Most, but not all, of the preference categories require that the prospective alien employee be sponsored by an actual U.S. employer who is offering the alien a position that requires the alien’s skill. Most aliens in the second and third preference categories are required to complete the PERM “labor certification” process wherein the alien’s sponsoring employer must demonstrate through a process of recruiting U.S. workers that no minimally qualified U.S. worker is available to perform the job at the prevailing wage. Certain aliens in the second preference category whose immigration is in the “national interest” may avoid the PERM labor certification process.


I originally came to the United States as a student but I have since graduated with a Bachelor’s Degree and
I would like to work in the United States for the next several years. How can I get employment authorization?

You must begin the process with an employment offer. In that regard, a prospective employer may file an H-1B petition with the United States Citizenship and Immigration Services (“USCIS”) to classify you for temporary employment in a “specialty occupation” provided that your Bachelor’s Degree and proposed employment position qualify under immigration law.

If your prospective employer’s petition is granted, you would be classified in the “H-1B” non-immigrant visa classification and could be authorized to work for as many as six (6) total years. “Specialty occupation” means an occupation requiring the theoretical and practical application of a body of highly specialized knowledge to fully perform an occupation, and which requires the attainment of a bachelor’s or higher degree as a minimum requirement to perform the job duties. Specialty occupations include such professionals as engineers, computer professionals, accountants, system analysts, architects, physical therapists, scientists, librarians, market researchers, psychologists, financial analysts, management consultants, and some health care professionals.
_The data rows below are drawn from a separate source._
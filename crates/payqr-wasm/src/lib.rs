//! WASM bindings for payment QR codes
//!
//! Exposes payload building, QR generation and decoding to JavaScript.

use payqr_core::{parse_decoded_text, PaymentQrConfig, PaymentQrRequest, PaymentQrService};
use serde::Serialize;
use wasm_bindgen::prelude::*;

// rxing needs chrono's wasmbind clock on wasm32
use chrono as _;

/// Initialise panic hook and console logging
#[wasm_bindgen(start)]
pub fn init() {
    #[cfg(feature = "console_error_panic_hook")]
    console_error_panic_hook::set_once();
    console_log::init_with_level(log::Level::Debug).ok();
    log::info!("Payment QR WASM module initialized");
}

fn to_js<T: Serialize>(value: &T) -> Result<JsValue, JsError> {
    // plain objects instead of ES Maps for BTreeMap params
    let serializer = serde_wasm_bindgen::Serializer::new().serialize_maps_as_objects(true);
    value.serialize(&serializer).map_err(|e| JsError::new(&e.to_string()))
}

/// Accepts either the tagged config shape or the loose request shape
/// (`{scheme, payeeId, payeeName, amount, ...}` with optional fields).
fn config_from_js(config: JsValue) -> Result<PaymentQrConfig, JsError> {
    let request: PaymentQrRequest =
        serde_wasm_bindgen::from_value(config).map_err(|e| JsError::new(&e.to_string()))?;
    PaymentQrConfig::try_from(request).map_err(|e| JsError::new(&e.to_string()))
}

/// JavaScript-facing payment QR service
#[wasm_bindgen]
pub struct WasmPaymentQr {
    service: PaymentQrService,
}

#[wasm_bindgen]
impl WasmPaymentQr {
    #[wasm_bindgen(constructor)]
    pub fn new() -> Self {
        Self {
            service: PaymentQrService::new(),
        }
    }

    /// EMVCo payload string for `config`
    #[wasm_bindgen(js_name = buildPayload)]
    pub fn build_payload(&self, config: JsValue, ref_id: Option<String>) -> Result<String, JsError> {
        let config = config_from_js(config)?;
        payqr_core::build_payload(&config, ref_id.as_deref()).map_err(|e| JsError::new(&e.to_string()))
    }

    /// `{ qr, intent, payload }` with `qr` as a PNG data URL
    #[wasm_bindgen(js_name = generateQrCode)]
    pub fn generate_qr_code(&self, config: JsValue, ref_id: Option<String>) -> Result<JsValue, JsError> {
        let config = config_from_js(config)?;
        let generated = self
            .service
            .generate_qr_code(&config, ref_id.as_deref())
            .map_err(|e| JsError::new(&e.to_string()))?;
        to_js(&generated)
    }

    /// Decode an encoded image (PNG, JPEG)
    ///
    /// @param image_data - Uint8Array with the image file bytes
    /// @returns `{ raw, params? }`
    #[wasm_bindgen(js_name = decodeImage)]
    pub fn decode_image(&self, image_data: &[u8]) -> Result<JsValue, JsError> {
        let decoded = self
            .service
            .decode_qr_from_bytes(image_data)
            .map_err(|e| JsError::new(&e.to_string()))?;
        to_js(&decoded)
    }

    /// Decode canvas pixels from `ctx.getImageData()`
    #[wasm_bindgen(js_name = decodeImageData)]
    pub fn decode_image_data(&self, image_data: &web_sys::ImageData) -> Result<JsValue, JsError> {
        let width = image_data.width();
        let height = image_data.height();
        let img = rgba_to_gray(&image_data.data(), width, height)
            .and_then(|gray| image::GrayImage::from_raw(width, height, gray))
            .ok_or_else(|| JsError::new("Failed to create image from data"))?;

        let decoded = self
            .service
            .decode_qr_from_image(&img)
            .map_err(|e| JsError::new(&e.to_string()))?;
        to_js(&decoded)
    }
}

impl Default for WasmPaymentQr {
    fn default() -> Self {
        Self::new()
    }
}

/// Interpret already-decoded QR text
#[wasm_bindgen(js_name = parseDecodedText)]
pub fn parse_text(text: &str) -> Result<JsValue, JsError> {
    to_js(&parse_decoded_text(text))
}

#[wasm_bindgen(js_name = version)]
pub fn version() -> String {
    env!("CARGO_PKG_VERSION").to_string()
}

/// RGBA → grayscale with ITU-R BT.601 weights
///
/// `None` when the buffer is shorter than `width * height` pixels.
fn rgba_to_gray(rgba: &[u8], width: u32, height: u32) -> Option<Vec<u8>> {
    let pixel_count = (width as usize).checked_mul(height as usize)?;
    if rgba.len() / 4 < pixel_count {
        return None;
    }
    Some(
        rgba.chunks_exact(4)
            .take(pixel_count)
            .map(|px| (0.299 * px[0] as f32 + 0.587 * px[1] as f32 + 0.114 * px[2] as f32) as u8)
            .collect(),
    )
}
Your prospective employer must obtain an approved Labor Condition Application from the U.S. Department of Labor before filing an H-1B petition. Additionally, if you are in the U.S. in a non-immigrant status such as an F-1 student, whether or not you are in your period of optional practical training (“OPT”), you may seek to change your classification from F-1 to H-1B without leaving the U.S. In the alternative, however, you may also apply for an H-1B visa at an American Consulate General or Embassy in your home country.

H-1B visas are subject to an annual quota for each government fiscal year. In that regard, 65,000 are allotted for traditional specialty occupations and an additional 20,000 are allotted for those H-1B aliens who have attained a Masters Degree or higher from a U.S. university. USCIS historically receives more H-1B petitions that are permitted under the annual quota so it begins accepting H-1B petitions for new employment on April 01 of each year for employment to begin on or after October 01 (the first day of fiscal year).

Employment for certain other specified employers and petitions for present H-1B beneficiaries who desire to extend their present H-1B classification or change employers are not subject to the annual quota.